There’s no room for healing
because there’s no personal responsibility
or accountability
or the ability
to take actions into your own hands
and set yourself free
because the things we teach
is that owning your faults is out of reach
and you can never rise above
because you are just a victim
and the only cure is romantic love.

Screw that toxic overdrawn narrative
that tells you to point fingers and cry.
You’re so scared to lose the battle
that you don’t even try.
There is nothing attractive
about blaming the world for your mind.

– Valerie Parente (9-13-2020)




Never Alone

Never Alone by Valerie Parente

I pray that you remember
your life in this world
is more than just yours.

When you hurt yourself
you hurt your loved ones too
and I hope you see that as proof
that you are never alone inside of you.

– Valerie Parente (9-11-2020)

My Own Fault

My Own Fault by Valerie Parente

When I was a little girl
I used to cry when a boy would tell me he had a crush on me.
I would become lightheaded and it was hard to breathe
and the only way to feel okay was to be so, so mean,
determined to make the nice boys feel sorry.

In my adult life
it’s been a lot easier to say that nobody is capable of loving me
than to accept the deeply twisted and tangled reality
that I make it near impossible for love to be received
because I am so unbelievably scared of intimacy.

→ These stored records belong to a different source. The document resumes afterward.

impl FileLock {
    /// Attempt to acquire an exclusive lock for the given run ID.
    ///
    /// Uses atomic `create_new` semantics to prevent TOCTOU race conditions.
    /// If the lock file already exists, validates the existing lock before
    /// deciding whether to override it.
    pub fn acquire(run_id: &str, force: bool, ttl_seconds: Option<u64>) -> Result<Self, LockError> {
        let run_root = run_root(run_id);

        ensure_dir_all(&run_root).map_err(|e| LockError::AcquisitionFailed {
            reason: format!("Failed to create run directory: {e}"),
        })?;

        let lock_path = Self::get_lock_path(run_id);
        let ttl = ttl_seconds.unwrap_or(DEFAULT_STALE_THRESHOLD_SECS);

        Self::acquire_with_retry(run_id, &lock_path, force, ttl, 3)
    }

    fn acquire_with_retry(
        run_id: &str,
        lock_path: &Path,
        force: bool,
        ttl_seconds: u64,
        max_retries: u32,
    ) -> Result<Self, LockError> {
        for attempt in 0..max_retries {
            let lock_info = LockInfo {
                pid: process::id(),
                created_at: SystemTime::now()
                    .duration_since(UNIX_EPOCH)
                    .unwrap()
                    .as_secs(),
                run_id: run_id.to_string(),
                dcmrelay_version: env!("CARGO_PKG_VERSION").to_string(),
            };

            match fs::OpenOptions::new()
                .create_new(true)
                .write(true)
                .open(lock_path)
            {
                Ok(lock_file) => {
                    return Self::finalize_lock(lock_path.to_path_buf(), lock_file, lock_info);
                }
                Err(e) if e.kind() == io::ErrorKind::AlreadyExists => {
                    match Self::check_existing_lock(lock_path, run_id, force, ttl_seconds) {
                        Ok(()) => match Self::try_remove_stale_lock(lock_path, run_id) {
                            Ok(()) => match fs::OpenOptions::new()
                                .create_new(true)
                                .write(true)
                                .open(lock_path)
                            {
                                Ok(lock_file) => {
                                    return Self::finalize_lock(
                                        lock_path.to_path_buf(),
                                        lock_file,
                                        lock_info,
                                    );
                                }
                                Err(e) if e.kind() == io::ErrorKind::AlreadyExists => {
                                    if attempt + 1 < max_retries {
                                        let base_delay_ms =
                                            10u64.saturating_mul(2u64.saturating_pow(attempt));
                                        let jitter_ms = ((attempt as u64)
                                            .wrapping_mul(3)
                                            .wrapping_add((process::id() as u64) % 7))
                                            % 7;
                                        let delay_ms = base_delay_ms.saturating_add(jitter_ms);
                                        std::thread::sleep(std::time::Duration::from_millis(
                                            delay_ms.min(100),
                                        ));
                                        continue;
                                    }
                                    return Err(LockError::AcquisitionFailed {
                                        reason: format!(
                                            "Max retries exceeded for run '{run_id}': another process acquired lock immediately after stale removal"
                                        ),
                                    });
                                }
                                Err(e) => {
                                    return Err(LockError::AcquisitionFailed {
                                        reason: format!(
                                            "Failed to create lock for run '{run_id}' after removing stale lock: {e}"
                                        ),
                                    });
                                }
                            },
                            Err(e) => return Err(e),
                        },
                        Err(e) => return Err(e),
                    }
                }
                Err(e) => {
                    return Err(LockError::AcquisitionFailed {
                        reason: format!(
                            "Failed to create lock file for run '{}' at '{}': {e}",
                            run_id,
                            lock_path.display()
                        ),
                    });
                }
            }
        }

        Err(LockError::AcquisitionFailed {
            reason: format!(
                "Max retries ({max_retries}) exceeded for lock acquisition on run '{run_id}'"
            ),
        })
    }

    fn finalize_lock(
        lock_path: PathBuf,
        lock_file: fs::File,
        lock_info: LockInfo,
    ) -> Result<Self, LockError> {
        let lock_json =
            serde_json::to_string_pretty(&lock_info).map_err(|e| LockError::AcquisitionFailed {
                reason: format!("Failed to serialize lock info for run '{}': {e}", lock_info.run_id),
            })?;

        let mut rw_lock = Box::new(RwLock::new(lock_file));
        {
            let fd_lock = rw_lock
                .try_write()
                .map_err(|_e| LockError::ConcurrentExecution {
                    run_id: lock_info.run_id.clone(),
                    pid: 0,
                    created_ago: "unknown".to_string(),
                })?;

            let mut file_ref = &*fd_lock;
            file_ref
                .write_all(lock_json.as_bytes())
                .map_err(|e| LockError::AcquisitionFailed {
                    reason: format!("Failed to write lock info for run '{}': {e}", lock_info.run_id),
                })?;
            file_ref.flush().map_err(|e| LockError::AcquisitionFailed {
                reason: format!("Failed to flush lock file for run '{}': {e}", lock_info.run_id),
            })?;
            file_ref.sync_all().map_err(|e| LockError::AcquisitionFailed {
                reason: format!("Failed to sync lock file for run '{}': {e}", lock_info.run_id),
            })?;
        }

        Ok(Self {
            lock_path,
            _fd_lock: Some(rw_lock),
            lock_info,
        })
    }

    /// Remove a stale lock file atomically. Treats `NotFound` as success since
    /// another process may already have removed it.
    fn try_remove_stale_lock(lock_path: &Path, run_id: &str) -> Result<(), LockError> {
        let timestamp = SystemTime::now()
            .duration_since(UNIX_EPOCH)
            .unwrap()
            .as_millis();
        let pid = process::id();
        let stale_path = lock_path.with_extension(format!("stale.{timestamp}.{pid}"));

        match fs::rename(lock_path, &stale_path) {
            Ok(()) => {
                let _ = fs::remove_file(&stale_path);
                Ok(())
            }
            Err(e) if e.kind() == io::ErrorKind::NotFound => Ok(()),
            Err(e) => Err(LockError::AcquisitionFailed {
                reason: format!("Failed to rename stale lock for run '{run_id}': {e}"),
            }),
        }
    }

    #[must_use]
    pub fn exists(run_id: &str) -> bool {
        Self::get_lock_path(run_id).exists()
    }

    pub fn get_lock_info(run_id: &str) -> Result<Option<LockInfo>, LockError> {
        let lock_path = Self::get_lock_path(run_id);

        if !lock_path.exists() {
            return Ok(None);
        }

        let lock_content =
            fs::read_to_string(&lock_path).map_err(|e| LockError::CorruptedLock {
                reason: format!("Failed to read lock file: {e}"),
            })?;

        let lock_info: LockInfo =
            serde_json::from_str(&lock_content).map_err(|e| LockError::CorruptedLock {
                reason: format!("Failed to parse lock file: {e}"),
            })?;

        Ok(Some(lock_info))
    }

    /// Release the lock. Also happens automatically on drop.
    pub fn release(mut self) -> Result<(), LockError> {
        self._fd_lock.take();

        if self.lock_path.exists() {
            fs::remove_file(&self.lock_path).map_err(|e| LockError::ReleaseFailed {
                reason: format!("Failed to remove lock file: {e}"),
            })?;
        }

        Ok(())
    }

    #[must_use]
    pub fn run_id(&self) -> &str {
        &self.lock_info.run_id
    }

    #[must_use]
    pub const fn lock_info(&self) -> &LockInfo {
        &self.lock_info
    }

    fn get_lock_path(run_id: &str) -> PathBuf {
        run_root(run_id).as_std_path().join(".lock")
    }

    /// Check an existing lock and determine if it should be overridden.
    ///
    /// Retries on empty/partial reads to handle the case where another
    /// process has just created the file but hasn't written content yet.
    fn check_existing_lock(
        lock_path: &Path,
        run_id: &str,
        force: bool,
        ttl_seconds: u64,
    ) -> Result<(), LockError> {
        const MAX_READ_RETRIES: u32 = 3;
        const READ_RETRY_DELAY_MS: u64 = 10;

        for attempt in 0..MAX_READ_RETRIES {
            let lock_content = match fs::read_to_string(lock_path) {
                Ok(content) => content,
                Err(e) if e.kind() == io::ErrorKind::NotFound => return Ok(()),
                Err(e) => {
                    if attempt + 1 < MAX_READ_RETRIES {
                        std::thread::sleep(std::time::Duration::from_millis(READ_RETRY_DELAY_MS));
                        continue;
                    }
                    return Err(LockError::CorruptedLock {
                        reason: format!("Failed to read existing lock for run '{run_id}': {e}"),
                    });
                }
            };

            if lock_content.is_empty() {
                if attempt + 1 < MAX_READ_RETRIES {
                    std::thread::sleep(std::time::Duration::from_millis(READ_RETRY_DELAY_MS));
                    continue;
                }
                return Err(LockError::CorruptedLock {
                    reason: format!("Lock file for run '{run_id}' is empty (may be initializing)"),
                });
            }

            match serde_json::from_str::<LockInfo>(&lock_content) {
                Ok(existing_lock) => {
                    return Self::validate_existing_lock(&existing_lock, run_id, force, ttl_seconds);
                }
                Err(e) => {
                    let is_likely_incomplete = e.is_eof()
                        || lock_content.trim().is_empty()
                        || (lock_content.starts_with('{') && !lock_content.contains('}'));

                    if is_likely_incomplete && attempt + 1 < MAX_READ_RETRIES {
                        std::thread::sleep(std::time::Duration::from_millis(READ_RETRY_DELAY_MS));
                        continue;
                    }

                    return Err(LockError::CorruptedLock {
                        reason: format!("Failed to parse existing lock for run '{run_id}': {e}"),
                    });
                }
            }
        }
        unreachable!("check_existing_lock loop exhausted without returning")
    }

    fn validate_existing_lock(
        existing_lock: &LockInfo,
        run_id: &str,
        force: bool,
        ttl_seconds: u64,
    ) -> Result<(), LockError> {
        let now_secs = SystemTime::now()
            .duration_since(UNIX_EPOCH)
            .unwrap()
            .as_secs();

        let lock_age = now_secs.saturating_sub(existing_lock.created_at);
        let is_stale = lock_age > ttl_seconds;

        if Self::is_process_running(existing_lock.pid) {
            if !force {
                let created_ago = Self::format_duration_since(existing_lock.created_at);
                return Err(LockError::ConcurrentExecution {
                    run_id: run_id.to_string(),
                    pid: existing_lock.pid,
                    created_ago,
                });
            }
            return Ok(());
        }

        if is_stale {
            if force {
                Ok(())
            } else {
                Err(LockError::StaleLock {
                    run_id: run_id.to_string(),
                    pid: existing_lock.pid,
                    age_secs: lock_age,
                })
            }
        } else if force {
            Ok(())
        } else {
            let created_ago = Self::format_duration_since(existing_lock.created_at);
            Err(LockError::ConcurrentExecution {
                run_id: run_id.to_string(),
                pid: existing_lock.pid,
                created_ago,
            })
        }
    }

    /// Check if a process with the given PID is still running.
    fn is_process_running(pid: u32) -> bool {
        #[cfg(unix)]
        {
            let rc = unsafe { libc::kill(pid as i32, 0) };
            if rc == 0 {
                true
            } else {
                matches!(
                    io::Error::last_os_error().raw_os_error(),
                    Some(code) if code == libc::EPERM
                )
            }
        }

        #[cfg(windows)]
        {
            use winapi::um::handleapi::CloseHandle;
            use winapi::um::minwinbase::STILL_ACTIVE;
            use winapi::um::processthreadsapi::{GetExitCodeProcess, OpenProcess};
            use winapi::um::winnt::PROCESS_QUERY_LIMITED_INFORMATION;

            unsafe {
                let handle = OpenProcess(PROCESS_QUERY_LIMITED_INFORMATION, 0, pid);
                if handle.is_null() {
                    return false;
                }

                let mut exit_code: u32 = 0;
                let result = GetExitCodeProcess(handle, &mut exit_code);

                if result == 0 {
                    CloseHandle(handle);
                    return false;
                }

                CloseHandle(handle);
                exit_code == STILL_ACTIVE
            }
        }

        #[cfg(not(any(unix, windows)))]
        {
            true
        }
    }

    fn format_duration_since(timestamp: u64) -> String {
        let now = SystemTime::now()
            .duration_since(UNIX_EPOCH)
            .unwrap()
            .as_secs();

        let duration = now.saturating_sub(timestamp);

        if duration < 60 {
            format!("{duration}s")
        } else if duration < 3600 {
            format!("{}m", duration / 60)
        } else if duration < 86400 {
            format!("{}h", duration / 3600)
        } else {
            format!("{}d", duration / 86400)
        }
    }
}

So to the boys who had the nerve to ever be nice:
I apologize.
You didn’t do anything wrong and I wish you well.
You didn’t petrify me, I petrified myself.

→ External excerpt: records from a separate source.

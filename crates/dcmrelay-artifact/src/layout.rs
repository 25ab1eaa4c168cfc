//! Two-level run-directory layout (`core/`, `telemetry/`, `reports/`) with
//! read/write resolution that falls back to legacy flat filenames (spec §4.2,
//! §11 "Legacy artifact name fallback set").

use camino::{Utf8Path, Utf8PathBuf};
use tracing::debug;

pub const RUN_SUBDIR_CORE: &str = "core";
pub const RUN_SUBDIR_TELEMETRY: &str = "telemetry";
pub const RUN_SUBDIR_REPORTS: &str = "reports";

/// Which two-level subdirectory a given artifact filename belongs to.
/// Legacy-only entries are kept here solely so cleanup/fallback logic can
/// still find them (spec §11).
fn subdir_for(filename: &str) -> &'static str {
    match filename {
        "manifest_folders.csv"
        | "manifest_files.csv"
        | "analysis_summary.csv"
        | "send_results_by_file.csv"
        | "send_summary.csv"
        | "validation_results.csv"
        | "file_iuid_map.csv"
        | "validation_by_iuid.csv"
        | "validation_by_file.csv"
        | "send_checkpoint.json"
        | "send_checkpoint_toolF_folders.json"
        | "send_checkpoint_toolF_files.json"
        | "send_checkpoint_toolT.json"
        | "send_checkpoint_dcm4che_folders.json"
        | "send_checkpoint_dcm4che_files.json"
        | "send_checkpoint_dcmtk.json" => RUN_SUBDIR_CORE,

        "events.csv"
        | "analysis_events.csv"
        | "send_events.csv"
        | "send_errors.csv"
        | "consistency_events.csv"
        | "storescu_execucao.log" => RUN_SUBDIR_TELEMETRY,

        "reconciliation_report.csv"
        | "validation_full_report_A.csv"
        | "validation_full_report_C.csv" => RUN_SUBDIR_REPORTS,

        _ => RUN_SUBDIR_CORE,
    }
}

/// The categorized and legacy-flat candidate paths for `filename` under `run_dir`.
#[must_use]
pub fn run_artifact_variants(run_dir: &Utf8Path, filename: &str) -> (Utf8PathBuf, Utf8PathBuf) {
    let subdir = subdir_for(filename);
    (run_dir.join(subdir).join(filename), run_dir.join(filename))
}

/// Resolve the path to use for `filename` for reads: categorized if it
/// exists, else legacy-flat if it exists, else categorized (will be created
/// on first write).
pub fn resolve_run_artifact_path(
    run_dir: &Utf8Path,
    filename: &str,
    for_write: bool,
) -> std::io::Result<Utf8PathBuf> {
    resolve_run_artifact_path_with_legacy(run_dir, filename, for_write, true)
}

/// Full resolver (spec §4.2). Reads are always categorized-then-legacy-then-
/// categorized-default. Writes: use categorized if it exists; else, if a
/// legacy-flat file exists *and* `keep_legacy_on_write` is true, continue
/// appending to it (in-flight runs stay consistent); else create the
/// categorized path. Reports/derived artifacts call this with
/// `keep_legacy_on_write = false` to opt out of legacy preservation.
pub fn resolve_run_artifact_path_with_legacy(
    run_dir: &Utf8Path,
    filename: &str,
    for_write: bool,
    keep_legacy_on_write: bool,
) -> std::io::Result<Utf8PathBuf> {
    let (categorized, legacy) = run_artifact_variants(run_dir, filename);
    let (chosen, source) = if categorized.exists() {
        (categorized, "categorized_existing")
    } else if legacy.exists() && (!for_write || keep_legacy_on_write) {
        (legacy, "legacy_existing")
    } else {
        (categorized, "categorized_default")
    };
    if for_write {
        if let Some(parent) = chosen.parent() {
            std::fs::create_dir_all(parent)?;
        }
    }
    debug!(
        mode = if for_write { "write" } else { "read" },
        file = filename,
        source,
        path = %chosen,
        "run artifact path resolved"
    );
    Ok(chosen)
}

/// Remove both the categorized and legacy variants of `filename`, if present
/// (spec §11: cleanup must still recognize legacy names on disk).
pub fn cleanup_run_artifact_variants(run_dir: &Utf8Path, filename: &str) -> std::io::Result<()> {
    let (categorized, legacy) = run_artifact_variants(run_dir, filename);
    for path in [categorized, legacy] {
        if path.exists() {
            std::fs::remove_file(&path)?;
        }
    }
    Ok(())
}

/// Resolve the per-chunk batch-args directory, with the same
/// categorized-then-legacy preference as [`resolve_run_artifact_path`].
pub fn resolve_run_batch_args_dir(
    run_dir: &Utf8Path,
    for_write: bool,
) -> std::io::Result<Utf8PathBuf> {
    let categorized = run_dir.join(RUN_SUBDIR_CORE).join("batch_args");
    let legacy = run_dir.join("batch_args");
    let chosen = if categorized.exists() {
        categorized
    } else if legacy.exists() {
        legacy
    } else {
        categorized
    };
    if for_write {
        std::fs::create_dir_all(&chosen)?;
    }
    Ok(chosen)
}

/// The per-run command-trace directory under `telemetry/`.
#[must_use]
pub fn chunk_commands_dir(run_dir: &Utf8Path) -> Utf8PathBuf {
    run_dir.join(RUN_SUBDIR_TELEMETRY).join("chunk_commands")
}

#[cfg(test)]
mod tests {
    use super::*;
    use tempfile::tempdir;

    #[test]
    fn write_resolution_defaults_to_categorized_when_nothing_exists() {
        let dir = tempdir().unwrap();
        let run_dir = Utf8Path::from_path(dir.path()).unwrap();
        let path = resolve_run_artifact_path(run_dir, "manifest_files.csv", true).unwrap();
        assert!(path.ends_with("core/manifest_files.csv"));
        assert!(path.parent().unwrap().exists());
    }

    #[test]
    fn read_resolution_prefers_legacy_when_only_legacy_exists() {
        let dir = tempdir().unwrap();
        let run_dir = Utf8Path::from_path(dir.path()).unwrap();
        std::fs::write(run_dir.join("manifest_files.csv"), "x").unwrap();
        let path = resolve_run_artifact_path(run_dir, "manifest_files.csv", false).unwrap();
        assert_eq!(path, run_dir.join("manifest_files.csv"));
    }

    #[test]
    fn categorized_wins_over_legacy_when_both_exist() {
        let dir = tempdir().unwrap();
        let run_dir = Utf8Path::from_path(dir.path()).unwrap();
        std::fs::write(run_dir.join("manifest_files.csv"), "legacy").unwrap();
        std::fs::create_dir_all(run_dir.join("core")).unwrap();
        std::fs::write(run_dir.join("core/manifest_files.csv"), "categorized").unwrap();
        let path = resolve_run_artifact_path(run_dir, "manifest_files.csv", false).unwrap();
        assert_eq!(path, run_dir.join("core/manifest_files.csv"));
    }

    #[test]
    fn cleanup_removes_both_variants() {
        let dir = tempdir().unwrap();
        let run_dir = Utf8Path::from_path(dir.path()).unwrap();
        std::fs::write(run_dir.join("manifest_files.csv"), "legacy").unwrap();
        std::fs::create_dir_all(run_dir.join("core")).unwrap();
        std::fs::write(run_dir.join("core/manifest_files.csv"), "categorized").unwrap();
        cleanup_run_artifact_variants(run_dir, "manifest_files.csv").unwrap();
        assert!(!run_dir.join("manifest_files.csv").exists());
        assert!(!run_dir.join("core/manifest_files.csv").exists());
    }
}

– Valerie Parente (9-9-2020)

Past Tense Mentality

Past Tense Mentality by Valerie Parente

I only experience a small percentage of my current reality
because a huge part of me is stuck in a past tense mentality.
I have a bad habit of seeing the world like its purely history
and every fleeting moment, a potential novel in a library.
It’s a hoarder’s kind of mind, in a sense
one that values past time over presence
and that’s quite the paradox in the big scheme
because everything present becomes memory.
So when you tell me you’re done with your stay
well I was just warming up to yesterday.